= Art Hains =

American broadcaster

Art Hains is a retired American sports broadcaster in Springfield, Missouri, who served as voice of the Missouri State Bears for over 40 years. His voice was also heard on the Kansas City Chiefs Radio Network.

He grew up in Marshall, Missouri, and started work at KMMO radio in Marshall while in high school. He graduated from Southern Methodist University (SMU) in Dallas, majoring in broadcast journalism, and worked in the SMU sports information office from 1973 to 1976. While at SMU, he was the student voice of the baseball team. After a brief return to Marshall, Hains was sports director of KGBX in Springfield from 1977–81, serving as the voice of the Southwest Missouri State Bears football and basketball teams. From 1981 to 1985, he worked on the sports staff at KRLD radio in Dallas, anchoring weekday sportscasts; hosting Dallas Cowboys pre- and post-game shows; doing play-by-play and color for SMU basketball; and serving as studio host for the Southwest Conference Football Radio Network from 1982 to 1984.

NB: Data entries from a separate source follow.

/// Parse one line of `docker ps --format '{{json .}}'` output
fn parse_ps_entry(value: &serde_json::Value) -> ContainerSummary {
    let field = |names: &[&str]| {
        names
            .iter()
            .filter_map(|name| value.get(*name))
            .find_map(|v| match v {
                serde_json::Value::String(s) => Some(s.clone()),
                serde_json::Value::Array(items) => {
                    items.first().and_then(|i| i.as_str()).map(str::to_string)
                }
                _ => None,
            })
            .unwrap_or_default()
    };
    ContainerSummary {
        id: field(&["ID", "Id"]),
        name: field(&["Names", "Name"]),
        labels: match value.get("Labels") {
            // Podman emits an object, Docker a comma separated string
            Some(serde_json::Value::String(joined)) => parse_label_list(joined),
            other => labels_from_json(other),
        },
    }
}

/// Parse Docker's `k1=v1,k2=v2` label listing
///
/// A segment without `=` continues the previous value, which keeps values
/// containing commas intact.
fn parse_label_list(joined: &str) -> BTreeMap<String, String> {
    let mut labels = BTreeMap::new();
    let mut last_key: Option<String> = None;
    for segment in joined.split(',').filter(|s| !s.is_empty()) {
        match segment.split_once('=') {
            Some((key, value)) => {
                labels.insert(key.to_string(), value.to_string());
                last_key = Some(key.to_string());
            }
            None => {
                if let Some(value) = last_key.as_ref().and_then(|k| labels.get_mut(k)) {
                    value.push(',');
                    value.push_str(segment);
                }
            }
        }
    }
    labels
}

/// Parse one element of `docker inspect` output
fn parse_inspect(value: &serde_json::Value) -> ContainerDetails {
    let state = value.get("State");
    let status = ContainerStatus::parse(
        state
            .and_then(|s| s.get("Status"))
            .and_then(|s| s.as_str())
            .unwrap_or("unknown"),
    );
    // Docker reports the zero time for containers that never ran
    let never_started = state
        .and_then(|s| s.get("StartedAt"))
        .and_then(|s| s.as_str())
        .map(|started| started.is_empty() || started.starts_with("0001-01-01"))
        .unwrap_or(status == ContainerStatus::Created);
    ContainerDetails {
        id: value
            .get("Id")
            .and_then(|v| v.as_str())
            .unwrap_or_default()
            .to_string(),
        name: value
            .get("Name")
            .and_then(|v| v.as_str())
            .unwrap_or_default()
            .trim_start_matches('/')
            .to_string(),
        image: value
            .get("Config")
            .and_then(|c| c.get("Image"))
            .and_then(|v| v.as_str())
            .unwrap_or_default()
            .to_string(),
        status,
        never_started,
        labels: labels_from_json(value.get("Config").and_then(|c| c.get("Labels"))),
    }
}

#[async_trait]
impl ContainerEngine for CliEngine {
    #[instrument(skip(self))]
    async fn image_exists(&self, image: &str) -> Result<bool> {
        let output = self
            .run("image inspect", &args(["image", "inspect", image]))
            .await?;
        Ok(output.status.success())
    }

    #[instrument(skip(self))]
    async fn pull_image(&self, image: &str) -> Result<()> {
        self.run_checked("pull", &args(["pull", image]))
            .await
            .map_err(|e| BuildError::Pull {
                image: image.to_string(),
                message: e.to_string(),
            })?;
        Ok(())
    }

    #[instrument(skip(self, request), fields(tag = %request.tag))]
    async fn build_image(&self, request: &BuildRequest) -> Result<String> {
        let mut argv = args(["build", "-t", request.tag.as_str(), "-f"]);
        argv.push(request.dockerfile.display().to_string());
        for (key, value) in &request.args {
            argv.push("--build-arg".to_string());
            argv.push(format!("{}={}", key, value));
        }
        for (key, value) in &request.labels {
            argv.push("--label".to_string());
            argv.push(format!("{}={}", key, value));
        }
        if let Some(target) = &request.target {
            argv.push("--target".to_string());
            argv.push(target.clone());
        }
        if request.no_cache {
            argv.push("--no-cache".to_string());
        }
        argv.push(request.context.display().to_string());

        self.run_checked("build", &argv)
            .await
            .map_err(|e| BuildError::Build {
                image: request.tag.clone(),
                message: e.to_string(),
            })?;
        Ok(request.tag.clone())
    }

    #[instrument(skip(self, request), fields(name = %request.name))]
    async fn create_container(&self, request: &CreateRequest) -> Result<String> {
        let mut argv = args(["create", "--name", request.name.as_str()]);
        for (key, value) in &request.labels {
            argv.push("--label".to_string());
            argv.push(format!("{}={}", key, value));
        }
        for (key, value) in &request.env {
            argv.push("-e".to_string());
            argv.push(format!("{}={}", key, value));
        }
        for mount in &request.mounts {
            argv.push("--mount".to_string());
            argv.push(mount.clone());
        }
        if let Some(dir) = &request.working_dir {
            argv.push("-w".to_string());
            argv.push(dir.clone());
        }
        if let Some(user) = &request.user {
            argv.push("-u".to_string());
            argv.push(user.clone());
        }
        if request.privileged {
            argv.push("--privileged".to_string());
        }
        if request.init {
            argv.push("--init".to_string());
        }
        for cap in &request.cap_add {
            argv.push("--cap-add".to_string());
            argv.push(cap.clone());
        }
        for opt in &request.security_opt {
            argv.push("--security-opt".to_string());
            argv.push(opt.clone());
        }
        if let Some(entrypoint) = &request.entrypoint {
            argv.push("--entrypoint".to_string());
            argv.push(entrypoint.clone());
        }
        argv.extend(request.run_args.iter().cloned());
        argv.push(request.image.clone());
        argv.extend(request.command.iter().cloned());

        let id = self.run_checked("create", &argv).await?;
        debug!("Created container {}", id);
        Ok(id)
    }

    #[instrument(skip(self))]
    async fn start_container(&self, id: &str) -> Result<()> {
        self.run_checked("start", &args(["start", id])).await.map(|_| ())
    }

    #[instrument(skip(self))]
    async fn stop_container(&self, id: &str) -> Result<()> {
        self.run_checked("stop", &args(["stop", id])).await.map(|_| ())
    }

    #[instrument(skip(self))]
    async fn remove_container(&self, id: &str) -> Result<()> {
        self.run_checked("rm", &args(["rm", "-f", id])).await.map(|_| ())
    }

    #[instrument(skip(self, request), fields(container_id = %request.container_id))]
    async fn exec(&self, request: &ExecRequest) -> Result<ExecResult> {
        let mut argv = args(["exec"]);
        if let Some(user) = &request.user {
            argv.push("-u".to_string());
            argv.push(user.clone());
        }
        if let Some(dir) = &request.working_dir {
            argv.push("-w".to_string());
            argv.push(dir.clone());
        }
        let mut env: Vec<_> = request.env.iter().collect();
        env.sort();
        for (key, value) in env {
            argv.push("-e".to_string());
            argv.push(format!("{}={}", key, value));
        }
        argv.push(request.container_id.clone());
        argv.extend(request.command.iter().cloned());

        let output = self.run("exec", &argv).await?;
        Ok(ExecResult {
            exit_code: output.status.code().unwrap_or(-1),
            stdout: String::from_utf8_lossy(&output.stdout).to_string(),
            stderr: String::from_utf8_lossy(&output.stderr).to_string(),
        })
    }

    #[instrument(skip(self))]
    async fn list_by_labels(
        &self,
        labels: &BTreeMap<String, String>,
    ) -> Result<Vec<ContainerSummary>> {
        let mut argv = args(["ps", "--all", "--no-trunc", "--format", "{{json .}}"]);
        for (key, value) in labels {
            argv.push("--filter".to_string());
            argv.push(format!("label={}={}", key, value));
        }
        let stdout = self.run_checked("ps", &argv).await?;

        stdout
            .lines()
            .map(str::trim)
            .filter(|l| !l.is_empty())
            .map(|line| {
                let value: serde_json::Value =
                    serde_json::from_str(line).map_err(|e| RuntimeError::Engine {
                        operation: "ps".to_string(),
                        message: format!("invalid listing output: {}", e),
                    })?;
                Ok(parse_ps_entry(&value))
            })
            .collect()
    }

    #[instrument(skip(self))]
    async fn inspect_container(&self, id: &str) -> Result<Option<ContainerDetails>> {
        let output = self
            .run("inspect", &args(["container", "inspect", id]))
            .await?;
        if !output.status.success() {
            let stderr = String::from_utf8_lossy(&output.stderr);
            if stderr.to_lowercase().contains("no such") {
                return Ok(None);
            }
            return Err(RuntimeError::Engine {
                operation: "inspect".to_string(),
                message: stderr.trim().to_string(),
            }
            .into());
        }
        let parsed: serde_json::Value =
            serde_json::from_slice(&output.stdout).map_err(|e| RuntimeError::Engine {
                operation: "inspect".to_string(),
                message: format!("invalid inspect output: {}", e),
            })?;
        Ok(parsed
            .as_array()
            .and_then(|items| items.first())
            .map(parse_inspect))
    }

    #[instrument(skip(self))]
    async fn get_image_labels(&self, image: &str) -> Result<BTreeMap<String, String>> {
        let stdout = self
            .run_checked(
                "image inspect",
                &args(["image", "inspect", "--format", "{{json .Config.Labels}}", image]),
            )
            .await?;
        let value: serde_json::Value =
            serde_json::from_str(&stdout).unwrap_or(serde_json::Value::Null);
        Ok(labels_from_json(Some(&value)))
    }
}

In 1985, he returned to Springfield as coordinator of athletic promotions at Southwest Missouri State, resuming his duties as voice of the Bears. From 1995 to 2008, he was sports director of Meyer Communications in Springfield, returning to the university (renamed Missouri State University in 2005) in 2008 as licensing director in the Marketing & Communications Department. From May 1, 1995, until September 2022, he hosted a daily afternoon radio show known as SportsTalk, which first aired on KWTO and later KWTO-FM when it changed to a sports radio format (the show and format moved to KBFL (AM) and KBFL-FM on July 30, 2020, after an ownership change of the group of radio stations). From 2008 to 2025, he served as studio host for the Kansas City Chiefs Radio Network in, including their Super Bowl victories in February 2020 and 2024.

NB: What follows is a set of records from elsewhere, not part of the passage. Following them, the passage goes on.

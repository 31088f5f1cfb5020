//! Variable substitution
//!
//! Substitution is driven by an explicit [`VariableRegistry`] built once and
//! handed to consumers. Each registered resolver owns one variable name; tokens
//! have the form `${name}` or `${name:argument}`.
//!
//! ## Standard variables
//!
//! - `${localWorkspaceFolder}` / `${localWorkspaceFolderBasename}`
//! - `${containerWorkspaceFolder}` / `${containerWorkspaceFolderBasename}`
//! - `${localEnv:VAR}` / `${localEnv:VAR:default}` - host environment, empty when unset
//! - `${containerEnv:VAR}` / `${containerEnv:VAR:default}` - only once container env is known
//! - `${devcontainerId}` - the workspace identifier
//!
//! Unknown variables are left unchanged and recorded in the report.

use once_cell::sync::Lazy;
use regex::Regex;
use serde::Serialize;
use serde_json::Value;
use std::collections::HashMap;
use std::fmt;
use std::path::Path;
use std::sync::Arc;
use tracing::debug;

static VARIABLE_PATTERN: Lazy<Regex> =
    Lazy::new(|| Regex::new(r"\$\{([^}]+)\}").expect("Variable substitution regex should be valid"));

/// Values available to resolvers
#[derive(Debug, Clone, Default)]
pub struct SubstitutionContext {
    /// Canonical workspace folder path on the host
    pub local_workspace_folder: String,
    /// Host environment variables
    pub local_env: HashMap<String, String>,
    /// Workspace identifier
    pub devcontainer_id: String,
    /// Workspace folder inside the container
    pub container_workspace_folder: Option<String>,
    /// Container environment, known only after the container exists
    pub container_env: Option<HashMap<String, String>>,
}

impl SubstitutionContext {
    /// Context for a canonical workspace root, capturing the host environment
    pub fn new(workspace_root: &Path, devcontainer_id: impl Into<String>) -> Self {
        Self {
            local_workspace_folder: workspace_root.to_string_lossy().to_string(),
            local_env: std::env::vars().collect(),
            devcontainer_id: devcontainer_id.into(),
            container_workspace_folder: None,
            container_env: None,
        }
    }

    pub fn with_local_env(mut self, local_env: HashMap<String, String>) -> Self {
        self.local_env = local_env;
        self
    }

    pub fn with_container_workspace_folder(mut self, folder: impl Into<String>) -> Self {
        self.container_workspace_folder = Some(folder.into());
        self
    }

    pub fn with_container_env(mut self, container_env: HashMap<String, String>) -> Self {
        self.container_env = Some(container_env);
        self
    }
}

/// Record of what a substitution pass did
#[derive(Debug, Clone, Default, Serialize)]
pub struct SubstitutionReport {
    /// Variable expressions mapped to their resolved values
    pub replacements: HashMap<String, String>,
    /// Expressions left unchanged
    pub unknown_variables: Vec<String>,
}

impl SubstitutionReport {
    pub fn new() -> Self {
        Self::default()
    }

    pub fn add_replacement(&mut self, variable: String, value: String) {
        self.replacements.insert(variable, value);
    }

    pub fn add_unknown_variable(&mut self, variable: String) {
        if !self.unknown_variables.contains(&variable) {
            self.unknown_variables.push(variable);
        }
    }

    pub fn has_substitutions(&self) -> bool {
        !self.replacements.is_empty()
    }
}

/// Resolves one variable; receives the text after `name:` (if any)
pub type VariableResolver =
    Arc<dyn Fn(Option<&str>, &SubstitutionContext) -> Option<String> + Send + Sync>;

/// Something that can expand variable tokens in a string
pub trait Substitute: Send + Sync {
    fn substitute(
        &self,
        input: &str,
        context: &SubstitutionContext,
        report: &mut SubstitutionReport,
    ) -> String;
}

/// Named variable resolvers
#[derive(Clone, Default)]
pub struct VariableRegistry {
    resolvers: HashMap<String, VariableResolver>,
}

impl fmt::Debug for VariableRegistry {
    fn fmt(&self, f: &mut fmt::Formatter<'_>) -> fmt::Result {
        let mut names: Vec<&String> = self.resolvers.keys().collect();
        names.sort();
        f.debug_struct("VariableRegistry")
            .field("variables", &names)
            .finish()
    }
}

impl VariableRegistry {
    /// Registry with no resolvers
    pub fn empty() -> Self {
        Self::default()
    }

    /// Registry with the standard variables
    pub fn standard() -> Self {
        let mut registry = Self::empty();
        registry.register("localWorkspaceFolder", |_, ctx| {
            Some(ctx.local_workspace_folder.clone())
        });
        registry.register("localWorkspaceFolderBasename", |_, ctx| {
            Some(basename(&ctx.local_workspace_folder))
        });
        registry.register("containerWorkspaceFolder", |_, ctx| {
            ctx.container_workspace_folder.clone()
        });
        registry.register("containerWorkspaceFolderBasename", |_, ctx| {
            ctx.container_workspace_folder.as_deref().map(basename)
        });
        registry.register("devcontainerId", |_, ctx| Some(ctx.devcontainer_id.clone()));
        registry.register("localEnv", |arg, ctx| {
            let (name, default) = split_env_argument(arg?);
            Some(
                ctx.local_env
                    .get(name)
                    .cloned()
                    .or(default)
                    .unwrap_or_default(),
            )
        });
        registry.register("containerEnv", |arg, ctx| {
            let (name, default) = split_env_argument(arg?);
            let env = ctx.container_env.as_ref()?;
            Some(env.get(name).cloned().or(default).unwrap_or_default())
        });
        registry
    }

    /// Register (or replace) the resolver for `name`
    pub fn register<F>(&mut self, name: &str, resolver: F) -> &mut Self
    where
        F: Fn(Option<&str>, &SubstitutionContext) -> Option<String> + Send + Sync + 'static,
    {
        self.resolvers.insert(name.to_string(), Arc::new(resolver));
        self
    }

    pub fn contains(&self, name: &str) -> bool {
        self.resolvers.contains_key(name)
    }

    fn resolve(&self, expression: &str, context: &SubstitutionContext) -> Option<String> {
        let (name, argument) = match expression.split_once(':') {
            Some((name, argument)) => (name, Some(argument)),
            None => (expression, None),
        };
        let resolver = self.resolvers.get(name)?;
        resolver(argument, context)
    }

    /// Expand every known token in `input`
    pub fn substitute(
        &self,
        input: &str,
        context: &SubstitutionContext,
        report: &mut SubstitutionReport,
    ) -> String {
        VARIABLE_PATTERN
            .replace_all(input, |caps: &regex::Captures| {
                let expression = &caps[1];
                match self.resolve(expression, context) {
                    Some(value) => {
                        report.add_replacement(expression.to_string(), value.clone());
                        value
                    }
                    None => {
                        debug!("Unknown variable '{}' - leaving unchanged", expression);
                        report.add_unknown_variable(expression.to_string());
                        caps[0].to_string()
                    }
                }
            })
            .into_owned()
    }
}

impl Substitute for VariableRegistry {
    fn substitute(
        &self,
        input: &str,
        context: &SubstitutionContext,
        report: &mut SubstitutionReport,
    ) -> String {
        VariableRegistry::substitute(self, input, context, report)
    }
}

/// Substitute every string inside a JSON value; object keys are left alone
pub fn substitute_json(
    substitute: &dyn Substitute,
    value: &Value,
    context: &SubstitutionContext,
    report: &mut SubstitutionReport,
) -> Value {
    match value {
        Value::String(s) => Value::String(substitute.substitute(s, context, report)),
        Value::Array(items) => Value::Array(
            items
                .iter()
                .map(|item| substitute_json(substitute, item, context, report))
                .collect(),
        ),
        Value::Object(map) => Value::Object(
            map.iter()
                .map(|(k, v)| (k.clone(), substitute_json(substitute, v, context, report)))
                .collect(),
        ),
        other => other.clone(),
    }
}

fn split_env_argument(argument: &str) -> (&str, Option<String>) {
    match argument.split_once(':') {
        Some((name, default)) => (name, Some(default.to_string())),
        None => (argument, None),
    }
}

fn basename(path: &str) -> String {
    Path::new(path)
        .file_name()
        .map(|n| n.to_string_lossy().to_string())
        .unwrap_or_default()
}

In September 2022, he contracted West Nile virus and was in various health facilities while recovering. He resumed his studio duties with the Chiefs in August 2023 and resumed doing Bears home broadcasts the next month. Hains retired in September 2025 after calling one final Missouri State football game.

Hains was inducted into the Springfield Area Sports Hall of Fame in 2003, the Missouri Sports Hall of Fame in 2017, and the Missouri State University Athletics Hall of Fame in 2022. In December 2023, he was given the Spirit of the Valley award by Missouri Valley Conference Commissioner Jeff Jackson.